Je me souviens d’une discussion avec un expert militaire, il y a quelques mois. Il me disait : « Les drones, c’est l’arme parfaite pour une guerre d’usure. Pas besoin de gagner. Il suffit d’épuiser l’ennemi. » Aujourd’hui, en regardant ce qui se passe en Ukraine, je comprends ce qu’il voulait dire. Parce que, au fond, c’est ça, la stratégie russe : épuiser l’Ukraine. Épuiser ses défenses. Épuiser sa population. Épuiser sa volonté de résister. Et les drones sont l’outil parfait pour ça. Parce qu’ils frappent. Parce qu’ils terrorisent. Parce qu’ils ne coûtent presque rien. Et parce qu’ils rappellent, chaque nuit, que la guerre est là. Qu’elle ne s’arrêtera pas. Qu’elle ne fera pas de pause. Qu’elle ne connaîtra pas de trêve. Jusqu’à ce que l’Ukraine craque.

L’Iran, maître du drone

L’Iran, lui, a fait des drones une arme de dissuasion. Ses drones Shahed-136 et Shahed-139 sont utilisés par la Russie en Ukraine. Ils sont utilisés par les Houthis au Yémen. Ils sont utilisés par le Hezbollah au Liban. Ils sont partout. Et ils envoient un message clair : l’Iran peut frapper loin. Très loin.

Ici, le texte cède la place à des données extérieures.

impl MemFsFuse {
    pub fn new(config: FsConfig) -> FsResult<Self> {
        let attr_ttl = Duration::from_millis(u64::from(config.cache.attr_ttl_ms));
        let entry_ttl = Duration::from_millis(u64::from(config.cache.entry_ttl_ms));
        let readdir_plus = config.cache.enable_readdir_plus;
        let core = Arc::new(FsCore::new(config)?);

        let mut paths = HashMap::new();
        paths.insert(ROOT_INO, BTreeSet::from(["/".to_string()]));

        Ok(Self {
            core,
            attr_ttl,
            entry_ttl,
            readdir_plus,
            paths,
        })
    }

    fn context(req: &Request<'_>) -> Context {
        Context::new(req.uid(), req.gid(), req.pid())
    }

    fn path_of(&self, ino: u64) -> Result<&str, c_int> {
        self.paths
            .get(&ino)
            .and_then(|set| set.first())
            .map(String::as_str)
            .ok_or(ENOENT)
    }

    /// Path for handle-based calls; the engine ignores it when the handle is valid.
    fn path_or_empty(&self, ino: u64) -> String {
        self.path_of(ino).unwrap_or_default().to_string()
    }

    fn child_path(&self, parent: u64, name: &OsStr) -> Result<String, c_int> {
        let name = name.to_str().ok_or(EINVAL)?;
        Ok(join(self.path_of(parent)?, name))
    }

    fn remember(&mut self, ino: u64, path: String) {
        self.paths.entry(ino).or_default().insert(path);
    }

    /// Drop `path` and everything below it from the inode map.
    fn forget_path(&mut self, path: &str) {
        let prefix = join(path, "");
        self.paths.retain(|_, set| {
            set.retain(|p| p != path && !p.starts_with(&prefix));
            !set.is_empty()
        });
    }

    /// Re-home `old` and everything below it under `new`.
    fn move_paths(&mut self, old: &str, new: &str) {
        let prefix = join(old, "");
        for set in self.paths.values_mut() {
            let moved: Vec<String> = set
                .iter()
                .filter(|p| p.as_str() == old || p.starts_with(&prefix))
                .cloned()
                .collect();
            for path in moved {
                set.remove(&path);
                set.insert(format!("{new}{}", &path[old.len()..]));
            }
        }
    }

    fn stat_path(&mut self, ctx: &Context, path: String) -> Result<Stat, c_int> {
        let stat = self.core.getattr(ctx, &path, NO_HANDLE).map_err(errno)?;
        self.remember(stat.ino, path);
        Ok(stat)
    }

    fn do_lookup(&mut self, ctx: &Context, parent: u64, name: &OsStr) -> Result<Stat, c_int> {
        let path = self.child_path(parent, name)?;
        self.stat_path(ctx, path)
    }

    fn do_getattr(&self, ctx: &Context, ino: u64, fh: Option<u64>) -> Result<Stat, c_int> {
        match fh {
            Some(fh) => self
                .core
                .getattr(ctx, "", HandleId(fh))
                .map_err(errno),
            None => self.core.getattr(ctx, self.path_of(ino)?, NO_HANDLE).map_err(errno),
        }
    }

    fn do_setattr(
        &self,
        ctx: &Context,
        ino: u64,
        fh: Option<u64>,
        changes: AttrChanges,
    ) -> Result<Stat, c_int> {
        let fh = fh.map_or(NO_HANDLE, HandleId);
        if let Some(size) = changes.size {
            let path = self.path_or_empty(ino);
            self.core.truncate(ctx, &path, size, fh).map_err(errno)?;
        }

        let path = self.path_of(ino)?;
        if let Some(mode) = changes.mode {
            self.core.chmod(ctx, path, mode).map_err(errno)?;
        }
        if changes.uid.is_some() || changes.gid.is_some() {
            let uid = changes.uid.unwrap_or(u32::MAX);
            let gid = changes.gid.unwrap_or(u32::MAX);
            self.core.chown(ctx, path, uid, gid).map_err(errno)?;
        }
        if changes.atime.is_some() || changes.mtime.is_some() {
            let current = self.core.getattr(ctx, path, NO_HANDLE).map_err(errno)?;
            let times = [
                changes.atime.unwrap_or(current.atime),
                changes.mtime.unwrap_or(current.mtime),
            ];
            self.core.utimens(ctx, path, Some(times)).map_err(errno)?;
        }
        if let Some(crtime) = changes.crtime {
            self.core.setcrtime(ctx, path, crtime).map_err(errno)?;
        }
        if let Some(flags) = changes.flags {
            self.core.chflags(ctx, path, flags).map_err(errno)?;
        }
        // Applied last so the other changes cannot overwrite it.
        if let Some(chgtime) = changes.chgtime {
            self.core.setchgtime(ctx, path, chgtime).map_err(errno)?;
        }
        self.core.getattr(ctx, path, NO_HANDLE).map_err(errno)
    }

    fn do_mknod(
        &mut self,
        ctx: &Context,
        parent: u64,
        name: &OsStr,
        mode: u32,
        umask: u32,
        rdev: u32,
    ) -> Result<Stat, c_int> {
        let path = self.child_path(parent, name)?;
        let mode = mode & !(umask & PERM_MASK);
        self.core.mknod(ctx, &path, mode, u64::from(rdev)).map_err(errno)?;
        self.stat_path(ctx, path)
    }

    fn do_mkdir(
        &mut self,
        ctx: &Context,
        parent: u64,
        name: &OsStr,
        mode: u32,
        umask: u32,
    ) -> Result<Stat, c_int> {
        let path = self.child_path(parent, name)?;
        self.core.mkdir(ctx, &path, mode & !umask).map_err(errno)?;
        self.stat_path(ctx, path)
    }

    fn do_symlink(
        &mut self,
        ctx: &Context,
        parent: u64,
        name: &OsStr,
        target: &Path,
    ) -> Result<Stat, c_int> {
        let path = self.child_path(parent, name)?;
        let target = target.to_str().ok_or(EINVAL)?;
        self.core.symlink(ctx, target, &path).map_err(errno)?;
        self.stat_path(ctx, path)
    }

    fn do_link(
        &mut self,
        ctx: &Context,
        ino: u64,
        newparent: u64,
        newname: &OsStr,
    ) -> Result<Stat, c_int> {
        let old = self.path_of(ino)?.to_string();
        let new = self.child_path(newparent, newname)?;
        self.core.link(ctx, &old, &new).map_err(errno)?;
        self.stat_path(ctx, new)
    }

    fn do_remove(
        &mut self,
        ctx: &Context,
        parent: u64,
        name: &OsStr,
        dir: bool,
    ) -> Result<(), c_int> {
        let path = self.child_path(parent, name)?;
        if dir {
            self.core.rmdir(ctx, &path).map_err(errno)?;
        } else {
            self.core.unlink(ctx, &path).map_err(errno)?;
        }
        self.forget_path(&path);
        Ok(())
    }

    fn do_rename(
        &mut self,
        ctx: &Context,
        parent: u64,
        name: &OsStr,
        newparent: u64,
        newname: &OsStr,
    ) -> Result<(), c_int> {
        let old = self.child_path(parent, name)?;
        let new = self.child_path(newparent, newname)?;
        let ino_at = |path: &str| self.core.getattr(ctx, path, NO_HANDLE).map(|s| s.ino).ok();
        // Renaming onto another link of the same node leaves both names in place.
        let same_node = ino_at(&old).is_some() && ino_at(&old) == ino_at(&new);
        self.core.rename(ctx, &old, &new).map_err(errno)?;
        if !same_node {
            self.forget_path(&new);
            self.move_paths(&old, &new);
        }
        Ok(())
    }

    fn do_create(
        &mut self,
        ctx: &Context,
        parent: u64,
        name: &OsStr,
        mode: u32,
        umask: u32,
        flags: i32,
    ) -> Result<(Stat, u64), c_int> {
        let stat = self.do_mknod(ctx, parent, name, mode, umask, 0)?;
        let path = self.path_of(stat.ino)?;
        let fh = self.core.open(ctx, path, flags).map_err(errno)?;
        Ok((stat, fh.0))
    }

    fn do_read(
        &self,
        ctx: &Context,
        ino: u64,
        fh: u64,
        offset: i64,
        size: u32,
    ) -> Result<Vec<u8>, c_int> {
        let offset = u64::try_from(offset).map_err(|_| EINVAL)?;
        let mut buf = vec![0u8; size as usize];
        let path = self.path_or_empty(ino);
        let n = self
            .core
            .read(ctx, &path, &mut buf, offset, HandleId(fh))
            .map_err(errno)?;
        buf.truncate(n);
        Ok(buf)
    }

    fn do_write(
        &self,
        ctx: &Context,
        ino: u64,
        fh: u64,
        offset: i64,
        data: &[u8],
    ) -> Result<u32, c_int> {
        let offset = u64::try_from(offset).map_err(|_| EINVAL)?;
        let path = self.path_or_empty(ino);
        let n = self
            .core
            .write(ctx, &path, data, offset, HandleId(fh))
            .map_err(errno)?;
        Ok(u32::try_from(n).unwrap_or(u32::MAX))
    }

    /// Full listing of a directory, `.` and `..` first, each with its stat.
    fn list_dir(&mut self, ctx: &Context, ino: u64, fh: u64) -> Result<Vec<DirEntry>, c_int> {
        let dir_path = self.path_or_empty(ino);
        let mut entries = Vec::new();
        self.core
            .readdir(
                ctx,
                &dir_path,
                |name, stat, _| {
                    entries.push((name.to_string(), stat.copied()));
                    true
                },
                0,
                HandleId(fh),
            )
            .map_err(errno)?;

        let mut listing = Vec::with_capacity(entries.len());
        for (name, stat) in entries {
            let stat = match stat {
                Some(stat) => stat,
                // `..` comes without a stat; look the parent up by path.
                None if !dir_path.is_empty() => self
                    .core
                    .getattr(ctx, parent_of(&dir_path), NO_HANDLE)
                    .map_err(errno)?,
                None => continue,
            };
            if name != "." && name != ".." && !dir_path.is_empty() {
                self.remember(stat.ino, join(&dir_path, &name));
            }
            listing.push(DirEntry { name, stat });
        }
        Ok(listing)
    }

    fn do_setxattr(
        &self,
        ctx: &Context,
        ino: u64,
        name: &OsStr,
        value: &[u8],
        flags: i32,
    ) -> Result<(), c_int> {
        let name = name.to_str().ok_or(EINVAL)?;
        self.core
            .setxattr(ctx, self.path_of(ino)?, name, value, flags)
            .map_err(errno)
    }

    fn do_getxattr(&self, ctx: &Context, ino: u64, name: &OsStr) -> Result<Vec<u8>, c_int> {
        let name = name.to_str().ok_or(EINVAL)?;
        self.core.getxattr(ctx, self.path_of(ino)?, name).map_err(errno)
    }

    /// NUL-separated attribute names, as the kernel expects them.
    fn do_listxattr(&self, ctx: &Context, ino: u64) -> Result<Vec<u8>, c_int> {
        let mut names = Vec::new();
        self.core
            .listxattr(ctx, self.path_of(ino)?, |name| {
                names.extend_from_slice(name.as_bytes());
                names.push(0);
                true
            })
            .map_err(errno)?;
        Ok(names)
    }

    fn do_removexattr(&self, ctx: &Context, ino: u64, name: &OsStr) -> Result<(), c_int> {
        let name = name.to_str().ok_or(EINVAL)?;
        self.core.removexattr(ctx, self.path_of(ino)?, name).map_err(errno)
    }
}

Le 3 février 2026, un drone iranien s’est approché du porte-avions américain USS Abraham Lincoln. Les États-Unis l’ont abattu. Mais le message était passé : l’Iran peut menacer les forces américaines. Il peut harceler leurs navires. Il peut perturber le trafic maritime. Et il peut le faire sans risque. Parce que ses drones sont jetables. Parce qu’ils ne coûtent presque rien. Parce qu’ils peuvent être remplacés.

Ce contenu a été créé avec l'aide de l'IA.